--- EXERCISE MATERIAL Enclosed Below ---

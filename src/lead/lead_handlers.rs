use axum::{
    extract::{Path, State},
    http::StatusCode,
    response::IntoResponse,
    Json,
};
use validator::Validate;

use super::{lead_dto::SaveLeadRequest, lead_models::Lead};
use crate::{
    error::{AppError, Result},
    state::AppState,
};

fn into_lead(id: String, payload: SaveLeadRequest) -> Lead {
    Lead {
        id,
        name: payload.name,
        company: payload.company,
        email: payload.email,
        status: payload.status,
        value: payload.value,
        last_contact: payload.last_contact,
        source: payload.source,
        notes: payload.notes,
    }
}

/// List all leads
#[utoipa::path(
    get,
    path = "/api/leads",
    responses((status = 200, description = "List of leads", body = Vec<Lead>)),
    tag = "leads"
)]
pub async fn get_leads(State(state): State<AppState>) -> Json<Vec<Lead>> {
    Json(state.lead_repository.find_all().await)
}

/// Get a single lead
#[utoipa::path(
    get,
    path = "/api/leads/{id}",
    params(("id" = String, Path, description = "Lead ID")),
    responses(
        (status = 200, description = "Lead", body = Lead),
        (status = 404, description = "Lead not found")
    ),
    tag = "leads"
)]
pub async fn get_lead(
    State(state): State<AppState>,
    Path(lead_id): Path<String>,
) -> Result<Json<Lead>> {
    state
        .lead_repository
        .find_by_id(&lead_id)
        .await
        .map(Json)
        .ok_or_else(|| AppError::NotFound("Lead not found".to_string()))
}

/// Create a lead
#[utoipa::path(
    post,
    path = "/api/leads",
    request_body = SaveLeadRequest,
    responses(
        (status = 201, description = "Lead created", body = Lead),
        (status = 400, description = "Invalid payload")
    ),
    tag = "leads"
)]
pub async fn create_lead(
    State(state): State<AppState>,
    Json(payload): Json<SaveLeadRequest>,
) -> Result<impl IntoResponse> {
    payload.validate()?;

    let id = format!("lead_{}", uuid::Uuid::new_v4().simple());
    let lead = state.lead_repository.create(into_lead(id, payload)).await;
    tracing::debug!("Created lead {}", lead.id);

    Ok((StatusCode::CREATED, Json(lead)))
}

/// Replace a lead
#[utoipa::path(
    put,
    path = "/api/leads/{id}",
    params(("id" = String, Path, description = "Lead ID")),
    request_body = SaveLeadRequest,
    responses(
        (status = 200, description = "Lead updated", body = Lead),
        (status = 404, description = "Lead not found")
    ),
    tag = "leads"
)]
pub async fn update_lead(
    State(state): State<AppState>,
    Path(lead_id): Path<String>,
    Json(payload): Json<SaveLeadRequest>,
) -> Result<Json<Lead>> {
    payload.validate()?;

    state
        .lead_repository
        .update(into_lead(lead_id, payload))
        .await
        .map(Json)
        .ok_or_else(|| AppError::NotFound("Lead not found".to_string()))
}

/// Delete a lead
#[utoipa::path(
    delete,
    path = "/api/leads/{id}",
    params(("id" = String, Path, description = "Lead ID")),
    responses(
        (status = 204, description = "Lead deleted"),
        (status = 404, description = "Lead not found")
    ),
    tag = "leads"
)]
pub async fn delete_lead(
    State(state): State<AppState>,
    Path(lead_id): Path<String>,
) -> Result<StatusCode> {
    let rows_affected = state.lead_repository.delete(&lead_id).await;

    if rows_affected == 0 {
        return Err(AppError::NotFound("Lead not found".to_string()));
    }

    Ok(StatusCode::NO_CONTENT)
}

--- End of Enclosed EXERCISE MATERIAL ---

**ABOUT THIS TASK:** The answer should reproduce all of the data without any alteration.

**RESPONSE:**
filename src/lead/lead_handlers.rs
use axum::{
    extract::{Path, State},
    http::StatusCode,
    response::IntoResponse,
    Json,
};
use validator::Validate;

use super::{lead_dto::SaveLeadRequest, lead_models::Lead};
use crate::{
    error::{AppError, Result},
    state::AppState,
};

fn into_lead(id: String, payload: SaveLeadRequest) -> Lead {
    Lead {
        id,
        name: payload.name,
        company: payload.company,
        email: payload.email,
        status: payload.status,
        value: payload.value,
        last_contact: payload.last_contact,
        source: payload.source,
        notes: payload.notes,
    }
}

/// List all leads
#[utoipa::path(
    get,
    path = "/api/leads",
    responses((status = 200, description = "List of leads", body = Vec<Lead>)),
    tag = "leads"
)]
pub async fn get_leads(State(state): State<AppState>) -> Json<Vec<Lead>> {
    Json(state.lead_repository.find_all().await)
}

/// Get a single lead
#[utoipa::path(
    get,
    path = "/api/leads/{id}",
    params(("id" = String, Path, description = "Lead ID")),
    responses(
        (status = 200, description = "Lead", body = Lead),
        (status = 404, description = "Lead not found")
    ),
    tag = "leads"
)]
pub async fn get_lead(
    State(state): State<AppState>,
    Path(lead_id): Path<String>,
) -> Result<Json<Lead>> {
    state
        .lead_repository
        .find_by_id(&lead_id)
        .await
        .map(Json)
        .ok_or_else(|| AppError::NotFound("Lead not found".to_string()))
}

/// Create a lead
#[utoipa::path(
    post,
    path = "/api/leads",
    request_body = SaveLeadRequest,
    responses(
        (status = 201, description = "Lead created", body = Lead),
        (status = 400, description = "Invalid payload")
    ),
    tag = "leads"
)]
pub async fn create_lead(
    State(state): State<AppState>,
    Json(payload): Json<SaveLeadRequest>,
) -> Result<impl IntoResponse> {
    payload.validate()?;

    let id = format!("lead_{}", uuid::Uuid::new_v4().simple());
    let lead = state.lead_repository.create(into_lead(id, payload)).await;
    tracing::debug!("Created lead {}", lead.id);

    Ok((StatusCode::CREATED, Json(lead)))
}

/// Replace a lead
#[utoipa::path(
    put,
    path = "/api/leads/{id}",
    params(("id" = String, Path, description = "Lead ID")),
    request_body = SaveLeadRequest,
    responses(
        (status = 200, description = "Lead updated", body = Lead),
        (status = 404, description = "Lead not found")
    ),
    tag = "leads"
)]
pub async fn update_lead(
    State(state): State<AppState>,
    Path(lead_id): Path<String>,
    Json(payload): Json<SaveLeadRequest>,
) -> Result<Json<Lead>> {
    payload.validate()?;

    state
        .lead_repository
        .update(into_lead(lead_id, payload))
        .await
        .map(Json)
        .ok_or_else(|| AppError::NotFound("Lead not found".to_string()))
}

/// Delete a lead
#[utoipa::path(
    delete,
    path = "/api/leads/{id}",
    params(("id" = String, Path, description = "Lead ID")),
    responses(
        (status = 204, description = "Lead deleted"),
        (status = 404, description = "Lead not found")
    ),
    tag = "leads"
)]
pub async fn delete_lead(
    State(state): State<AppState>,
    Path(lead_id): Path<String>,
) -> Result<StatusCode> {
    let rows_affected = state.lead_repository.delete(&lead_id).await;

    if rows_affected == 0 {
        return Err(AppError::NotFound("Lead not found".to_string()));
    }

    Ok(StatusCode::NO_CONTENT)
}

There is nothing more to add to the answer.